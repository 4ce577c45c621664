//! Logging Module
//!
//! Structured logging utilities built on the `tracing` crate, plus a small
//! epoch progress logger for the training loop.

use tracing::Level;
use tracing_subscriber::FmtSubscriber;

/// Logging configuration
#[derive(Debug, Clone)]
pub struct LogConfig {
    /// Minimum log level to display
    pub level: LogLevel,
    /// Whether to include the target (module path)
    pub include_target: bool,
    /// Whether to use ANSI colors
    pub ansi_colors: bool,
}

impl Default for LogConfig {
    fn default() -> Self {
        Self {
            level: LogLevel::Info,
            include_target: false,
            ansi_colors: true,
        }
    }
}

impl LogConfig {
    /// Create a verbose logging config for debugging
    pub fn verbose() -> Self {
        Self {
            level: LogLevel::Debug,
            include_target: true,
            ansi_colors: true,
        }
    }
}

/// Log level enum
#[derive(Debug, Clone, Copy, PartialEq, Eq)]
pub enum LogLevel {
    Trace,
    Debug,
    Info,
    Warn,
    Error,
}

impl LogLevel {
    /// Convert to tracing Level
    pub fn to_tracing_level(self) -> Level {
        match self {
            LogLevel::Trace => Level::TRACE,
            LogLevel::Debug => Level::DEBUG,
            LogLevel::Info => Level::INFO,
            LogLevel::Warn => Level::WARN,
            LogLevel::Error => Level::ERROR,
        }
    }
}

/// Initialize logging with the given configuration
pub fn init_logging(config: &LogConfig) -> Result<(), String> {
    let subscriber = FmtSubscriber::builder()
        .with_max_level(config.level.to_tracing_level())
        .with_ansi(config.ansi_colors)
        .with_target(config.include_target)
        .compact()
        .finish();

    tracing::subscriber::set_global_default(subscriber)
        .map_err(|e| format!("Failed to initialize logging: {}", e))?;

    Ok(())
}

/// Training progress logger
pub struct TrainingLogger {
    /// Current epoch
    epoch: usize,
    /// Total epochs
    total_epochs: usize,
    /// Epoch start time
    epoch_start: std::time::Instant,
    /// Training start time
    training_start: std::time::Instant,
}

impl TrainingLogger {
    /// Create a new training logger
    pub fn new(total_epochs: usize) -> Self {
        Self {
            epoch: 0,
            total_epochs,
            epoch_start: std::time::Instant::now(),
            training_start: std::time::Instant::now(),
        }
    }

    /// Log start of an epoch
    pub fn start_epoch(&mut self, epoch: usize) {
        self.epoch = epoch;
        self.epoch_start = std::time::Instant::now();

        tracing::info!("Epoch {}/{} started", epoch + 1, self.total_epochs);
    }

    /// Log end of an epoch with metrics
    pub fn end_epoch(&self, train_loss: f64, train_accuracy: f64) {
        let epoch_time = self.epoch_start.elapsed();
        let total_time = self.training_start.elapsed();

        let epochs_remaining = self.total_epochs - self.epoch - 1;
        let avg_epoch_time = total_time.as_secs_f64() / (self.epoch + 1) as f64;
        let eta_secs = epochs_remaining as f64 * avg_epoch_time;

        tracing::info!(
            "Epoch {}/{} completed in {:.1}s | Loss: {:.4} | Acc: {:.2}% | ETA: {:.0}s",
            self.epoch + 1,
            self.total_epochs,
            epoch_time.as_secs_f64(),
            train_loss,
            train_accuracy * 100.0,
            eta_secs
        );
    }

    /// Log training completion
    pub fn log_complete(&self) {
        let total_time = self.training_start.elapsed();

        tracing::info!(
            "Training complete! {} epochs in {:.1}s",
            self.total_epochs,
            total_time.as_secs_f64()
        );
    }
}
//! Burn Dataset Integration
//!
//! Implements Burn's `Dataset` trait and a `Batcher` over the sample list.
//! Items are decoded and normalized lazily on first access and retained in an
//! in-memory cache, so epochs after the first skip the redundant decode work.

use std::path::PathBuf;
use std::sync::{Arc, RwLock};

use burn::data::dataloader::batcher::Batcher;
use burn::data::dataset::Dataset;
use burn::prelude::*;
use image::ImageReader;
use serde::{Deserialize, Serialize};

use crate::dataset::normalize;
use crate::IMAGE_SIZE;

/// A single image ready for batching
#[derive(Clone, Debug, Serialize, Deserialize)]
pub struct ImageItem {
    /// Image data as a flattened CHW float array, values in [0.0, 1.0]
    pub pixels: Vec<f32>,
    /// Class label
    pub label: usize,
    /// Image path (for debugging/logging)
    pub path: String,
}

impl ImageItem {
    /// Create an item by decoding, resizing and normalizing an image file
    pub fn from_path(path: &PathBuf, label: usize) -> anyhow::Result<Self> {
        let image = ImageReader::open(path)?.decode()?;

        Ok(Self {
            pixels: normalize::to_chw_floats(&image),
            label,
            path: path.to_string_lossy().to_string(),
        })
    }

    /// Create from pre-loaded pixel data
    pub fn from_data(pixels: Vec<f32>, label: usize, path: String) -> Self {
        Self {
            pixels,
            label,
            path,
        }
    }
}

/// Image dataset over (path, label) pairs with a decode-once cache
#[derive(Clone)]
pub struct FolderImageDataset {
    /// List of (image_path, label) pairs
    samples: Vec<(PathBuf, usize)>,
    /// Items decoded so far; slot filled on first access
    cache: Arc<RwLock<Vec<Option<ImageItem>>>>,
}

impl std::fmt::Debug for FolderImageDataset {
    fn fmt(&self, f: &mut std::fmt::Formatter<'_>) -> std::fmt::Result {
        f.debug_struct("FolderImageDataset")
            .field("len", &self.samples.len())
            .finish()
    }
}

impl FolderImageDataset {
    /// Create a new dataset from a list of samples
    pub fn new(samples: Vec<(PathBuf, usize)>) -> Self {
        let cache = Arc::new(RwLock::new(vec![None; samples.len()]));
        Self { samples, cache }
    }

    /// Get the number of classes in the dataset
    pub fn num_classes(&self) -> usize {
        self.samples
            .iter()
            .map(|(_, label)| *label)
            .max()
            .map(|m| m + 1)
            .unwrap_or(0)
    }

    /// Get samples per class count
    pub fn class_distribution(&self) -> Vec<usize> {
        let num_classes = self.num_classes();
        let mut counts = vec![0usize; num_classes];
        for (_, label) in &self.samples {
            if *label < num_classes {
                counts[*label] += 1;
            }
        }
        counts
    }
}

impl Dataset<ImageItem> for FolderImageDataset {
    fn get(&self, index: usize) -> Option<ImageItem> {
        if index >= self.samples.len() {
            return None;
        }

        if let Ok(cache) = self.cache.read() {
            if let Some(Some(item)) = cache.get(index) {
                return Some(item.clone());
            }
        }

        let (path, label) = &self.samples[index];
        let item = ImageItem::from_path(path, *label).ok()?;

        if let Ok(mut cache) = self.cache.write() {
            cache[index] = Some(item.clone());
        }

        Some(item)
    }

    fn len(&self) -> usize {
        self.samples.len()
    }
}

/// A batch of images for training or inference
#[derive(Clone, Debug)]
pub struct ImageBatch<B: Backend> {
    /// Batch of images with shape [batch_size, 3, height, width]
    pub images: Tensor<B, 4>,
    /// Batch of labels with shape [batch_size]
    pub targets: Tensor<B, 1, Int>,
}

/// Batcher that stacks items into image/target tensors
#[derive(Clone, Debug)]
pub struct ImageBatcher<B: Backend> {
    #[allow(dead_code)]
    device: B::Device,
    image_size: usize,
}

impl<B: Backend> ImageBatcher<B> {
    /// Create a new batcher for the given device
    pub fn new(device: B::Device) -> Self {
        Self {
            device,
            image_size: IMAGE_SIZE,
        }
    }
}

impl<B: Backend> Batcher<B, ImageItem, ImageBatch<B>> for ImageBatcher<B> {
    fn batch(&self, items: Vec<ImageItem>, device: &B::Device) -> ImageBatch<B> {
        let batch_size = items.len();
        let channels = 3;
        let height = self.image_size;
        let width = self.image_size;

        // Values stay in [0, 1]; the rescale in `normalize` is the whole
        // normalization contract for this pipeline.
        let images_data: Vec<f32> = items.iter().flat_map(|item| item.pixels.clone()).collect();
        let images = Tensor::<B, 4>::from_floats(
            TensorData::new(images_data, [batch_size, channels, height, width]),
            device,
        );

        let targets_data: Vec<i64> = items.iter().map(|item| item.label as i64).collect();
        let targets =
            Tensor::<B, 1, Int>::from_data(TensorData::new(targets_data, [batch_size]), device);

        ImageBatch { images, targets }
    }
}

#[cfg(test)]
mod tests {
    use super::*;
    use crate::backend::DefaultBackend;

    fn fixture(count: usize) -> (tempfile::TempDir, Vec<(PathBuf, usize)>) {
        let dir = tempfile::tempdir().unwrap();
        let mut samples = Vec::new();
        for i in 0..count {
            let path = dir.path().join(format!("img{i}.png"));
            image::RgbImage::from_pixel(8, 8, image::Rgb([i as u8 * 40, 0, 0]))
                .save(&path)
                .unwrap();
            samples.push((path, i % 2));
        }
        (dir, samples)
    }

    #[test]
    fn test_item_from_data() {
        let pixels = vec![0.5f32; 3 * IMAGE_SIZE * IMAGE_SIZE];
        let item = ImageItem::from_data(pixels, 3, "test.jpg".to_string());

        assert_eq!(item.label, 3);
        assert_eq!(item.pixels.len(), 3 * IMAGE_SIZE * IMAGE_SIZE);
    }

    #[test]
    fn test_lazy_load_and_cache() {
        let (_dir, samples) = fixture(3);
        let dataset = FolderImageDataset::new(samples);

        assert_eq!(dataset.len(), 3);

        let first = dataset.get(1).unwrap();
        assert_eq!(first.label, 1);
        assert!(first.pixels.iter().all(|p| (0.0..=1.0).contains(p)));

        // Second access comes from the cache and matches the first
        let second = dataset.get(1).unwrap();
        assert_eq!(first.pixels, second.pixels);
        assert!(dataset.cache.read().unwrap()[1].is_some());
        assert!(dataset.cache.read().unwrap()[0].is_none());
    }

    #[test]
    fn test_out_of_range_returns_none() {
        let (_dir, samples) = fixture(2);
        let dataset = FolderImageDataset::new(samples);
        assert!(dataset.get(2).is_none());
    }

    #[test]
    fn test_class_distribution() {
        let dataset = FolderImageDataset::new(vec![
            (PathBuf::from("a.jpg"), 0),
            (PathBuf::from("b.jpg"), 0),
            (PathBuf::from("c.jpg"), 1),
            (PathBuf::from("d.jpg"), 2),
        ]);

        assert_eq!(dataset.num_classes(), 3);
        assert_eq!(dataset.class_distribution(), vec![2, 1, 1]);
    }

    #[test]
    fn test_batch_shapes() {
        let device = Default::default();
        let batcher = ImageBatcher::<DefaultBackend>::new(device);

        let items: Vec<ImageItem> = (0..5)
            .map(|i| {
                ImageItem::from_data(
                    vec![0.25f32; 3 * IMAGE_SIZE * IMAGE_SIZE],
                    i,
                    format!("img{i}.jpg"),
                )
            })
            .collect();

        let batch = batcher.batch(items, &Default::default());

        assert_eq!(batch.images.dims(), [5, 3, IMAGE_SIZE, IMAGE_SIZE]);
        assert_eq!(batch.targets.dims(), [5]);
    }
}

· · · · · · ·

Considering only lines of the records that hold the string "ImageBatcher", state how many there are and nothing else.

4